Fresas Guerreras

Teresa Muñiz. Acuarela y temple sobre papel 34 cm x 48 cm Año 2007
Fotografía: Teresa Muñiz. Acuarela y temple sobre papel 34 cm x 48 cm Año 2007
Teresa Muñiz. Acuarela y temple sobre papel 34 cm x 48 cm Año 2007
Teresa Muñiz. Acuarela y temple sobre papel 34 cm x 48 cm Año 2007

Ahora podemos comer las fresas durante todo el año. La fruta, incluso la más frágil como ésta, vuela por todos los rincones del mundo con la naturalidad de la luz. Sin embargo, es en marzo y abril cuando tenemos en España la fresa, o frutilla, crecida a modo, más rica y barata. A mi gustan las pequeñas, esas que se comen como un beso y crecen fuera del plástico o, traviesas, se escapan de su capa protectora. El relente de su espalda, que luego quema el sol, las endulza y les presta esa paletada de color que mi amiga Teresa llama fresa-fresa. Es la única fruta de la que distingo su coloratura en la boca. Y también la más brava.

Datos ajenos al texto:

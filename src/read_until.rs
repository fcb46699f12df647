/*
 * sio - composed, resumable stream I/O operations with cancellation support
 * This is free and unencumbered software released into the public domain.
 */
use std::io::{Read, ErrorKind, Result as IoResult};
use std::mem;

use crate::{DynamicBuffer, MatchCondition, MatchResult, SioError};

/// Smallest number of bytes one single-shot read is asked for, so that a
/// nearly-full allocation does not degenerate into byte-sized reads.
pub const READ_SIZE_FLOOR: usize = 512;

/// Largest number of bytes one single-shot read is asked for.
pub const READ_SIZE_CEILING: usize = 65536;

// Favors doubling-like growth while the allocation has headroom, capped so
// the request never exceeds the ceiling or the buffer's remaining headroom.
fn read_size(buffer: &DynamicBuffer) -> usize {
    READ_SIZE_FLOOR.max(buffer.capacity() - buffer.size())
        .min(READ_SIZE_CEILING.min(buffer.max_size() - buffer.size()))
}

/// What the caller of a [`ReadUntil`](ReadUntil) operation must do next
pub enum ReadAction<'a> {
    /// Issue exactly *one* single-shot read into this window, then report
    /// the outcome via [`complete_fill()`](ReadUntil::complete_fill()).
    Fill(&'a mut [u8]),
    /// The operation has completed; on success the value is the number of
    /// bytes up to and including the match.
    Done(Result<usize, SioError>),
}

#[derive(Debug)]
enum State {
    Scan,
    Pending,
    Done(Result<usize, SioError>),
}

/// A composed "read until a condition is met" operation
///
/// The operation repeatedly fills its [`DynamicBuffer`](crate::DynamicBuffer)
/// via single-shot reads and scans the not-yet-searched suffix with its
/// [`MatchCondition`](crate::MatchCondition) until a full match, buffer
/// exhaustion, or an error. It is expressed as an explicit state machine so
/// that the *same* procedure runs blocking or suspend/resume: the blocking
/// convenience [`read_until()`](read_until()) drives it in a plain loop,
/// while an external demultiplexer drives it by alternating
/// [`next_action()`](ReadUntil::next_action()) and
/// [`complete_fill()`](ReadUntil::complete_fill()) from its completion
/// callbacks. There is exactly one suspension point per iteration – the
/// single-shot read – and the operation owns all of its state across it.
///
/// On success the buffer still contains the match *and* everything received
/// after it; the caller decides what to [`consume()`](crate::DynamicBuffer::consume()).
///
/// Cancellation is not handled inside the operation: the owning collaborator
/// fails the pending single-shot read with
/// [`SioError::Cancelled`](crate::SioError::Cancelled), which is surfaced
/// like any other error.
#[derive(Debug)]
pub struct ReadUntil<M> {
    buffer: DynamicBuffer,
    matcher: M,
    search_position: usize,
    state: State,
}

impl<M: MatchCondition> ReadUntil<M> {
    pub fn new(buffer: DynamicBuffer, matcher: M) -> Self {
        Self {
            buffer,
            matcher,
            search_position: 0,
            state: State::Scan,
        }
    }

    /// Advances the operation to its next suspension point or completion.
    ///
    /// Must not be called while a [`Fill`](ReadAction::Fill) is outstanding.
    /// Once completed, every further call returns the same
    /// [`Done`](ReadAction::Done) result.
    pub fn next_action(&mut self) -> ReadAction<'_> {
        match &self.state {
            State::Done(result) => return ReadAction::Done(result.clone()),
            State::Pending => panic!("next_action() called while a fill is outstanding!"),
            State::Scan => (),
        }

        match self.matcher.check(&self.buffer.data()[self.search_position..]) {
            MatchResult::Full(offset) => {
                return ReadAction::Done(self.finish(Ok(self.search_position + offset)));
            },
            MatchResult::Partial(offset) => self.search_position += offset,
            MatchResult::NoMatch => self.search_position = self.buffer.size(),
        }

        if self.buffer.size() >= self.buffer.max_size() {
            return ReadAction::Done(self.finish(Err(SioError::NotFound)));
        }

        let length = read_size(&self.buffer);
        self.state = State::Pending;
        match self.buffer.prepare(length) {
            Ok(window) => ReadAction::Fill(window),
            Err(error) => {
                self.state = State::Done(Err(error.clone()));
                ReadAction::Done(Err(error))
            },
        }
    }

    /// Reports the outcome of the single-shot read requested by the last
    /// [`Fill`](ReadAction::Fill): the bytes actually transferred are
    /// committed, zero bytes with no error (peer closed) ends the operation
    /// with [`SioError::NotFound`](crate::SioError::NotFound), and an error
    /// ends it with that error.
    pub fn complete_fill(&mut self, result: IoResult<usize>) {
        match self.state {
            State::Pending => (),
            _ => panic!("complete_fill() called without an outstanding fill!"),
        }
        match result {
            Ok(0) => {
                self.buffer.commit(0);
                self.state = State::Done(Err(SioError::NotFound));
            },
            Ok(count) => {
                self.buffer.commit(count);
                self.state = State::Scan;
            },
            Err(error) => {
                self.buffer.commit(0);
                self.state = State::Done(Err(error.into()));
            },
        }
    }

    /// The buffered data received so far.
    pub fn buffer(&self) -> &DynamicBuffer {
        &self.buffer
    }

    /// The offset from which the next scan resumes. Non-decreasing across
    /// the lifetime of the operation.
    pub fn search_position(&self) -> usize {
        self.search_position
    }

    /// Returns the buffer, with the match and everything after it still
    /// committed.
    pub fn into_buffer(self) -> DynamicBuffer {
        self.buffer
    }

    fn finish(&mut self, result: Result<usize, SioError>) -> Result<usize, SioError> {
        self.state = State::Done(result.clone());
        result
    }
}

/// Reads from `stream` until `matcher` reports a full match, blocking the
/// calling thread
///
/// Returns the number of bytes up to and including the match; the buffer
/// keeps the match and everything received after it. Fails with
/// [`SioError::NotFound`](crate::SioError::NotFound) when the buffer's
/// maximum size is reached, or the peer closes the stream, before a match.
pub fn read_until<S, M>(stream: &mut S, buffer: &mut DynamicBuffer, matcher: M) -> Result<usize, SioError>
where
    S: Read,
    M: MatchCondition,
{
    let mut operation = ReadUntil::new(mem::take(buffer), matcher);
    let result = loop {
        match operation.next_action() {
            ReadAction::Fill(window) => {
                let outcome = read_some(stream, window);
                operation.complete_fill(outcome);
            },
            ReadAction::Done(result) => break result,
        }
    };
    *buffer = operation.into_buffer();
    result
}

fn read_some<S: Read>(stream: &mut S, window: &mut [u8]) -> IoResult<usize> {
    loop {
        match stream.read(window) {
            Ok(count) => return Ok(count),
            Err(error) => match error.kind() {
                ErrorKind::Interrupted => (),
                _ => return Err(error),
            },
        }
    }
}
/*
 * sio - composed, resumable stream I/O operations with cancellation support
 * This is free and unencumbered software released into the public domain.
 */
use crate::SioError;

/// The largest number of bytes a completion condition hands to one
/// single-shot transfer.
pub const DEFAULT_MAX_TRANSFER: usize = 65536;

/// A predicate deciding how many more bytes a write loop should attempt
///
/// Consulted before every single-shot transfer with the error recorded so
/// far (if any) and the running total of bytes transferred; returning `0`
/// stops the loop. The canonical conditions are
/// [`transfer_all()`](transfer_all()),
/// [`transfer_at_least()`](transfer_at_least()) and
/// [`transfer_exactly()`](transfer_exactly()).
pub trait CompletionCondition {
    fn more(&mut self, error: Option<&SioError>, total: usize) -> usize;
}

/// Keep transferring until the source is exhausted or an error occurs.
pub fn transfer_all() -> TransferAll {
    TransferAll { }
}

/// Keep transferring until at least `minimum` bytes have been moved, then
/// stop; stop immediately on error.
pub fn transfer_at_least(minimum: usize) -> TransferAtLeast {
    TransferAtLeast {
        minimum,
    }
}

/// Transfer exactly `length` bytes, never handing a single-shot transfer
/// more than the remainder; stop immediately on error.
pub fn transfer_exactly(length: usize) -> TransferExactly {
    TransferExactly {
        length,
    }
}

#[derive(Debug)]
pub struct TransferAll { }

impl CompletionCondition for TransferAll {
    fn more(&mut self, error: Option<&SioError>, _total: usize) -> usize {
        match error {
            Some(_) => 0,
            None => DEFAULT_MAX_TRANSFER,
        }
    }
}

#[derive(Debug)]
pub struct TransferAtLeast {
    minimum: usize,
}

impl CompletionCondition for TransferAtLeast {
    fn more(&mut self, error: Option<&SioError>, total: usize) -> usize {
        match error.is_none() && (total < self.minimum) {
            true => DEFAULT_MAX_TRANSFER,
            false => 0,
        }
    }
}

#[derive(Debug)]
pub struct TransferExactly {
    length: usize,
}

impl CompletionCondition for TransferExactly {
    fn more(&mut self, error: Option<&SioError>, total: usize) -> usize {
        match error.is_none() && (total < self.length) {
            true => (self.length - total).min(DEFAULT_MAX_TRANSFER),
            false => 0,
        }
    }
}
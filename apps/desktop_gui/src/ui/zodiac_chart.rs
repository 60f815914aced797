//! Symbolic zodiac wheel with the user's sign highlighted.

use std::f32::consts::{FRAC_PI_2, TAU};

use eframe::egui::{self, Pos2, Shape, Stroke};
use shared::domain::{Language, ZodiacSign};

use crate::ui::theme;

const SEGMENT_ANGLE: f32 = TAU / 12.0;
/// Radial depth of the label band, as a fraction of the wheel radius.
const BAND_FRACTION: f32 = 0.25;
const STAR_POINTS: usize = 8;

#[derive(Debug, Clone, PartialEq)]
pub struct WheelSegment {
    pub sign: ZodiacSign,
    /// Screen angle (radians, y down) where the segment begins.
    pub start_angle: f32,
    /// Divider from the inner edge of the label band to the rim.
    pub divider: (Pos2, Pos2),
    pub label_anchor: Pos2,
    pub highlighted: bool,
}

fn polar(center: Pos2, angle: f32, radius: f32) -> Pos2 {
    center + egui::vec2(angle.cos(), angle.sin()) * radius
}

/// Twelve segments in wheel order, Aries starting at the top and running clockwise.
pub fn wheel_layout(current: Option<ZodiacSign>, center: Pos2, radius: f32) -> Vec<WheelSegment> {
    let band = radius * BAND_FRACTION;
    ZodiacSign::ALL
        .iter()
        .enumerate()
        .map(|(index, &sign)| {
            let start_angle = index as f32 * SEGMENT_ANGLE - FRAC_PI_2;
            WheelSegment {
                sign,
                start_angle,
                divider: (
                    polar(center, start_angle, radius - band),
                    polar(center, start_angle, radius),
                ),
                label_anchor: polar(center, start_angle + SEGMENT_ANGLE / 2.0, radius - band / 2.0),
                highlighted: current == Some(sign),
            }
        })
        .collect()
}

/// Eight-point star outline alternating between the outer and inner radius.
pub fn center_star(center: Pos2, outer: f32, inner: f32) -> Vec<Pos2> {
    (0..STAR_POINTS)
        .map(|i| {
            let angle = i as f32 * TAU / STAR_POINTS as f32;
            polar(center, angle, if i % 2 == 0 { outer } else { inner })
        })
        .collect()
}

pub fn show(ui: &mut egui::Ui, current: Option<ZodiacSign>, language: Language, size: f32) {
    theme::card_frame().show(ui, |ui| {
        ui.vertical_centered(|ui| {
            ui.label(
                egui::RichText::new("The sky at the moment of your birth")
                    .size(18.0)
                    .color(theme::MUTED_TEXT),
            );
            let (response, painter) =
                ui.allocate_painter(egui::vec2(size, size), egui::Sense::hover());
            paint_wheel(&painter, response.rect, current, language);
            ui.small(
                egui::RichText::new("A symbolic rendering of the signs, not an ephemeris.")
                    .italics()
                    .color(theme::MUTED_TEXT),
            );
        });
    });
}

fn paint_wheel(
    painter: &egui::Painter,
    rect: egui::Rect,
    current: Option<ZodiacSign>,
    language: Language,
) {
    let center = rect.center();
    let radius = rect.width().min(rect.height()) / 2.0 - 8.0;
    let inner = radius * (1.0 - BAND_FRACTION);

    painter.circle_stroke(center, radius, Stroke::new(2.0, theme::CARD_STROKE));
    painter.circle_stroke(center, inner, Stroke::new(1.0, theme::CARD_STROKE));

    for segment in wheel_layout(current, center, radius) {
        painter.line_segment(
            [segment.divider.0, segment.divider.1],
            Stroke::new(1.0, theme::ACCENT.gamma_multiply(0.4)),
        );
        let (color, size) = if segment.highlighted {
            (theme::HIGHLIGHT, 13.0)
        } else {
            (theme::MUTED_TEXT, 10.0)
        };
        painter.text(
            segment.label_anchor,
            egui::Align2::CENTER_CENTER,
            segment.sign.name(language),
            egui::FontId::proportional(size),
            color,
        );
    }

    let star = center_star(center, radius * 0.19, radius * 0.095);
    for (i, point) in star.iter().enumerate() {
        let next = star[(i + 1) % star.len()];
        painter.add(Shape::convex_polygon(
            vec![center, *point, next],
            theme::STAR,
            Stroke::NONE,
        ));
    }
    painter.add(Shape::closed_line(star, Stroke::new(1.0, theme::STAR)));
}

Verán. La fresa española va unida a la batalla, la confrontación y el choque. Y también a la victoria. Su extensión por los mercados y su conocimiento masivo arranca a finales de los setenta cuando un puñado de onubenses zumbaos comienza a arrancar jarales, pinos !y hasta alcornoques! para plantar en su lugar fresas tempranas bajo plástico que pudieran competir con las uvas de levante en Europa y por Navidad. Esas fresas pronto entrarían en guerra con Francia, con sus políticos, agricultores y gendarmes. Se las veía como la vanguardia amenazadora del campo español, «una inundación extratemprana» que bañó los informativos de televisión. Sus primorosas cajas – como praderas para Caperucita -, volaban por las autopistas gabachas violentadas por el miedo que acompaña a todo fruto prohibido. Y así un año tras otro hasta que, pasadas doce o catorce temporadas, el cansancio y los juegos de muñeca de políticos (ya se sabe, fruta por trenes, o algo así) desvanecieron la amenaza de los caminos del norte y la fresa entró en los viejos mercados de centroeuropa como la cerveza en las tabernas.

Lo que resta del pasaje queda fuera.